- [PROBLEM]: Which lines of the data below hold "communicator"? Copy each of them.

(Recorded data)
====

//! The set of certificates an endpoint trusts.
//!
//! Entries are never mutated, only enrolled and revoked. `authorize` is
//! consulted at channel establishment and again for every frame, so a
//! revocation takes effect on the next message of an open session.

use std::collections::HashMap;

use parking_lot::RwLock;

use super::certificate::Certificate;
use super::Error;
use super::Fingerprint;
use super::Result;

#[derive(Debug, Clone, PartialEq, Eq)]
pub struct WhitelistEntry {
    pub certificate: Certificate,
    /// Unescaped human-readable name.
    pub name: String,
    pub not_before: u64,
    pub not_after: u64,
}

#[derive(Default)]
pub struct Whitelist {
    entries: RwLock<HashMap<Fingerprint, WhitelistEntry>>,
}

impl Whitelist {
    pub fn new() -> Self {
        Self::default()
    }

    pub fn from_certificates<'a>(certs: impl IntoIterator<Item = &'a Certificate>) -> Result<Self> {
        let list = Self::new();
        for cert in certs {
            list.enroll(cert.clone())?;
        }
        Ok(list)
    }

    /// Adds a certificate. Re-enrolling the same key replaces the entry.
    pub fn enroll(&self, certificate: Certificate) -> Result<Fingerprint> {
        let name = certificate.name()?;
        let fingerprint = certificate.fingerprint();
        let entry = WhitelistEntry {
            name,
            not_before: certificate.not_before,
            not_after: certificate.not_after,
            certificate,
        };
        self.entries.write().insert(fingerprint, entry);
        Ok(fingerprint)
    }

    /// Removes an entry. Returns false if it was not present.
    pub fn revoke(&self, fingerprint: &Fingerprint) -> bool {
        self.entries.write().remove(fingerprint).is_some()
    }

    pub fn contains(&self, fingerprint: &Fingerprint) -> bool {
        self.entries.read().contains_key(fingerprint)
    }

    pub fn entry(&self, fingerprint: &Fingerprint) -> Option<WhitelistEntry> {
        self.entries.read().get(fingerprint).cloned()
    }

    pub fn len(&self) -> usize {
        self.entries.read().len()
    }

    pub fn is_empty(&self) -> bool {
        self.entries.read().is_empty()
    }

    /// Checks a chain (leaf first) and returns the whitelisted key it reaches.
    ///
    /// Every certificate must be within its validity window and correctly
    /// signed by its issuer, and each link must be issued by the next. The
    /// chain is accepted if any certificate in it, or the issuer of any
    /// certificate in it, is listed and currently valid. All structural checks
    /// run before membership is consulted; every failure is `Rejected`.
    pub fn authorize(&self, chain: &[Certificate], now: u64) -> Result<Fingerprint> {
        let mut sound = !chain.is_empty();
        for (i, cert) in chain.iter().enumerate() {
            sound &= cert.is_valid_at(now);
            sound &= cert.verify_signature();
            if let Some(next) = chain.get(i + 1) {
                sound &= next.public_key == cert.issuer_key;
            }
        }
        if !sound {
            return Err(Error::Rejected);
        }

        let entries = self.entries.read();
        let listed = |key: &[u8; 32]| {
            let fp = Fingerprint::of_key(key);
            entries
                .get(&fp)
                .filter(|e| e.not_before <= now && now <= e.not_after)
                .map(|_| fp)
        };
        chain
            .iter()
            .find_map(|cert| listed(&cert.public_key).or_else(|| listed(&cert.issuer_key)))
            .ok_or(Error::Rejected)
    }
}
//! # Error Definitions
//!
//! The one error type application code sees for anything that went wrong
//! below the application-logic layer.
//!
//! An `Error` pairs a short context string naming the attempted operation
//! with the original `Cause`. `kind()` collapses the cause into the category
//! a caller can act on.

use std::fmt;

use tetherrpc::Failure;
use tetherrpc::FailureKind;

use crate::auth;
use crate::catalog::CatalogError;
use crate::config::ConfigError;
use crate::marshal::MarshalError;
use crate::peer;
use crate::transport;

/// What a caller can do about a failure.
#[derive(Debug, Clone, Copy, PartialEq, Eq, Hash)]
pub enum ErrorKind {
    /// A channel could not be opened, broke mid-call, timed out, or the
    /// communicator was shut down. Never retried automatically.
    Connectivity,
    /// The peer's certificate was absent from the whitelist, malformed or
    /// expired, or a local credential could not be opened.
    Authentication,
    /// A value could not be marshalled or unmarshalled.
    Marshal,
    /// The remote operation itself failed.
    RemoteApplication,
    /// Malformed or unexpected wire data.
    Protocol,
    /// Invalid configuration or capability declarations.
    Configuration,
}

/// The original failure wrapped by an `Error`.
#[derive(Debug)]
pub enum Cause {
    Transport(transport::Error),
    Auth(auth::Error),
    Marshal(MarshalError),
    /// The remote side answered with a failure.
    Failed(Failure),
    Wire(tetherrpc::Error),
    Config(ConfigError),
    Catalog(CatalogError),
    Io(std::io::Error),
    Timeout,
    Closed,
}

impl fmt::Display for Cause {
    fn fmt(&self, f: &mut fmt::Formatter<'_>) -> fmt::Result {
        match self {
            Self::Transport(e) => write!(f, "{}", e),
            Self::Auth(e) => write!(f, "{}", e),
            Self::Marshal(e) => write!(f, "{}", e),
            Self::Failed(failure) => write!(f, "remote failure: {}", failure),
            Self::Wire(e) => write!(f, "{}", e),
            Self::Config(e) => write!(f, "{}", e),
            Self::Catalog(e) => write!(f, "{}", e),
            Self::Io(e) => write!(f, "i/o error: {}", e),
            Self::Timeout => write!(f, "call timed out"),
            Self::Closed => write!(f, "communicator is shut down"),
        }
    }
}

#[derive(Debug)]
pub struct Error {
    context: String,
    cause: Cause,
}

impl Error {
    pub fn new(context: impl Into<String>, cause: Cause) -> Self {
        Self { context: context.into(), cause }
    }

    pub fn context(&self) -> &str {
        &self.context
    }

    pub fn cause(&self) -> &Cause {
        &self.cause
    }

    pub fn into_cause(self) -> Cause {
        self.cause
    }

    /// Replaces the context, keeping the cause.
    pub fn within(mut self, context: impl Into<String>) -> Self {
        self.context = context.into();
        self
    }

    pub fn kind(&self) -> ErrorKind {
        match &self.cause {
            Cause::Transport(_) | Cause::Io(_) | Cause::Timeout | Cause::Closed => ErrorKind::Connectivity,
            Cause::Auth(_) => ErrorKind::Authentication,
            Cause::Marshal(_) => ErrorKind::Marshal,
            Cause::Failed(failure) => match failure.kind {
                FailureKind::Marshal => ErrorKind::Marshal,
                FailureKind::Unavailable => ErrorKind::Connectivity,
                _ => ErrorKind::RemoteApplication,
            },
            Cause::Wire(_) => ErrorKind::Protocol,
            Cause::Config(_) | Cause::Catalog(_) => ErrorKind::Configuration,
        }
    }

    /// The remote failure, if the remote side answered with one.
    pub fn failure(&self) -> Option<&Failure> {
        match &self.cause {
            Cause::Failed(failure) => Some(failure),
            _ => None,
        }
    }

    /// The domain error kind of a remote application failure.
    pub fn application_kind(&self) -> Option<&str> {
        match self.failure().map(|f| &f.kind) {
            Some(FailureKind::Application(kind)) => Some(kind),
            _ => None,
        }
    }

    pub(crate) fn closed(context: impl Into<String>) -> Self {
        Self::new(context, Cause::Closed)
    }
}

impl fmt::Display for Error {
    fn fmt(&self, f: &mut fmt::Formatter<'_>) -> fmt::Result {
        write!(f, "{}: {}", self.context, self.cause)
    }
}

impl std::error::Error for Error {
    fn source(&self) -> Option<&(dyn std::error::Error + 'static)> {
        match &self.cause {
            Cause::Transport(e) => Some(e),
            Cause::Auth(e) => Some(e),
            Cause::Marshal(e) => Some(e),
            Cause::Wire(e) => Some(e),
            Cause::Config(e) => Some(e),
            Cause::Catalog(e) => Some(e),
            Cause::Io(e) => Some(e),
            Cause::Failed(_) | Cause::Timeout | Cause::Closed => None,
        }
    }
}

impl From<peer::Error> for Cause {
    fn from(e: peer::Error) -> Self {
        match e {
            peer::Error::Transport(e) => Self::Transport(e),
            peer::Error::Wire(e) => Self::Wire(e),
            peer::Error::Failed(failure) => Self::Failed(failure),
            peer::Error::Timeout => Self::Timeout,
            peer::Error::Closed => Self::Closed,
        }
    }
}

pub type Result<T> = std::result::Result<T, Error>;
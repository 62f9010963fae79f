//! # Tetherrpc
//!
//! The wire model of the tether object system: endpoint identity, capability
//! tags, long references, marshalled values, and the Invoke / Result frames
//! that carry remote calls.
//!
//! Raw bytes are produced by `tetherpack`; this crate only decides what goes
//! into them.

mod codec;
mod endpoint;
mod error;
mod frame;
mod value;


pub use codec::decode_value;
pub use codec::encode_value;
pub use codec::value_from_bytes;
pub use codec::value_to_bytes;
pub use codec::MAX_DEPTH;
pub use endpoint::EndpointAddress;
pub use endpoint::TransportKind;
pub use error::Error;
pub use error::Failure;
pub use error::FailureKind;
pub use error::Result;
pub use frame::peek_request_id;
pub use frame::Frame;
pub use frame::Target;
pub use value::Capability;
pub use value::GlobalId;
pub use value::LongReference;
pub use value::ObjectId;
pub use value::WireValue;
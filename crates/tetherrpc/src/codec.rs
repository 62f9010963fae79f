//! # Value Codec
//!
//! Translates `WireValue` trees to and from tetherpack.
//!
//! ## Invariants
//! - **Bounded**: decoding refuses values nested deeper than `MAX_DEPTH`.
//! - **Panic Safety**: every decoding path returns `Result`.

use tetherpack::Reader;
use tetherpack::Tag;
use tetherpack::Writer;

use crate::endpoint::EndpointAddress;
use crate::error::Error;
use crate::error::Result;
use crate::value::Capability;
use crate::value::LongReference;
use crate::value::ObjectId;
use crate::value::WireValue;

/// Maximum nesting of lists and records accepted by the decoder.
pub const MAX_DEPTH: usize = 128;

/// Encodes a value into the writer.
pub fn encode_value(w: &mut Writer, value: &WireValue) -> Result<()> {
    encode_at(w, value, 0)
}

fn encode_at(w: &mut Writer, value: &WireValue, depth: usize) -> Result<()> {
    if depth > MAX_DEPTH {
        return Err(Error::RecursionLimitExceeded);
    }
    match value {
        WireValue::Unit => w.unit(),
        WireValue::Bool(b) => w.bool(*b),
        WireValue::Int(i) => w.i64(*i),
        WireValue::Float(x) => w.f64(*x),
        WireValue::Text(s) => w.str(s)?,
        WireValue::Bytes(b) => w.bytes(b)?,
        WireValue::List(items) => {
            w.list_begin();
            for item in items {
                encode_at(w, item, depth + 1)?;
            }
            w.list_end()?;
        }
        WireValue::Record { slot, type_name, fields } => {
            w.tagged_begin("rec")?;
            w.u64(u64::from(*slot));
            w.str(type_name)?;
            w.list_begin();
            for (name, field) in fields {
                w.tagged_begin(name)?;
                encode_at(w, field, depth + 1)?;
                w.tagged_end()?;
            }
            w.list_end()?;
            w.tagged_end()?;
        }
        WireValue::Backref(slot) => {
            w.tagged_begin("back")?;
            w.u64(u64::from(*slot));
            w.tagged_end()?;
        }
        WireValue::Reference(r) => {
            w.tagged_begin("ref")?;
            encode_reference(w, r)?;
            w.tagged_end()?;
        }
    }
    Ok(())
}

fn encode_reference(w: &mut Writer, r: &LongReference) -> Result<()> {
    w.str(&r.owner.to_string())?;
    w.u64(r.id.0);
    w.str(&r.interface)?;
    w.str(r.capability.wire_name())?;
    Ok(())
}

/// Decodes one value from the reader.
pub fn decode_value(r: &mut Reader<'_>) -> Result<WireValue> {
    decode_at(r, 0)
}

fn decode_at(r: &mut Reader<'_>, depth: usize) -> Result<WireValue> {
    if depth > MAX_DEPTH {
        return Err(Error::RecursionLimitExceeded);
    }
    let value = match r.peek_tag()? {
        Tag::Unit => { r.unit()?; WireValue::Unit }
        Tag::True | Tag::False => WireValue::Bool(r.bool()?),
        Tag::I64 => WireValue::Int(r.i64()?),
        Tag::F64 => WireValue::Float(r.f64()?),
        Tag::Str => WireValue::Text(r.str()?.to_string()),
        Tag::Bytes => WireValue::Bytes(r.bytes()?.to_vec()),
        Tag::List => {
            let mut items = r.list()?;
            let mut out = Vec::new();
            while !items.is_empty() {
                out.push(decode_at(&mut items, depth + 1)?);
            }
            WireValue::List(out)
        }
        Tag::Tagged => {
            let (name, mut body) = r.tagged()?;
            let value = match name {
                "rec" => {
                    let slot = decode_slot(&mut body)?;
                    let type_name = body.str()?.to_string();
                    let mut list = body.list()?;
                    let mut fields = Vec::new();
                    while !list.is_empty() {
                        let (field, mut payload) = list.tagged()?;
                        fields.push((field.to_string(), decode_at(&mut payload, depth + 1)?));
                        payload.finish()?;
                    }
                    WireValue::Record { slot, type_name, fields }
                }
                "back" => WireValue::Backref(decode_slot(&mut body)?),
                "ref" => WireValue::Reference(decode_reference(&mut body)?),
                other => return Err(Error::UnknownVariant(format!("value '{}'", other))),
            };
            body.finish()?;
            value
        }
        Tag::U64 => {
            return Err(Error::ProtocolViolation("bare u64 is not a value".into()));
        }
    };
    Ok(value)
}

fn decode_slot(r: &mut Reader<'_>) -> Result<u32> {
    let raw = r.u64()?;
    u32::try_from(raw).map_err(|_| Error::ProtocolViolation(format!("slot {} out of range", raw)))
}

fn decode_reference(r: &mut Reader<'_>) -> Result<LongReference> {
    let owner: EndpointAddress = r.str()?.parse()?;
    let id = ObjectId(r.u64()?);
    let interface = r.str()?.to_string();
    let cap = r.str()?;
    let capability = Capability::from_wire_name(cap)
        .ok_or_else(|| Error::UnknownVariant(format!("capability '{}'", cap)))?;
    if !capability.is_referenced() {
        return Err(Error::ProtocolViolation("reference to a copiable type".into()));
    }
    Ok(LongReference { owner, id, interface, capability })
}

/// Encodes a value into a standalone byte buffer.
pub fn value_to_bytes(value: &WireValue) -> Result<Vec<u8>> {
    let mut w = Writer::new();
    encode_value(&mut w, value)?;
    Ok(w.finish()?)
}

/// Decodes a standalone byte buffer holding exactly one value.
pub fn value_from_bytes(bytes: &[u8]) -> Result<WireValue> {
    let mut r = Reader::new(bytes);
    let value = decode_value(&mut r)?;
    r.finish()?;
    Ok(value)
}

====

- [SOLUTION FOR THIS PROBLEM]:
    /// communicator was shut down. Never retried automatically.
            Self::Closed => write!(f, "communicator is shut down"),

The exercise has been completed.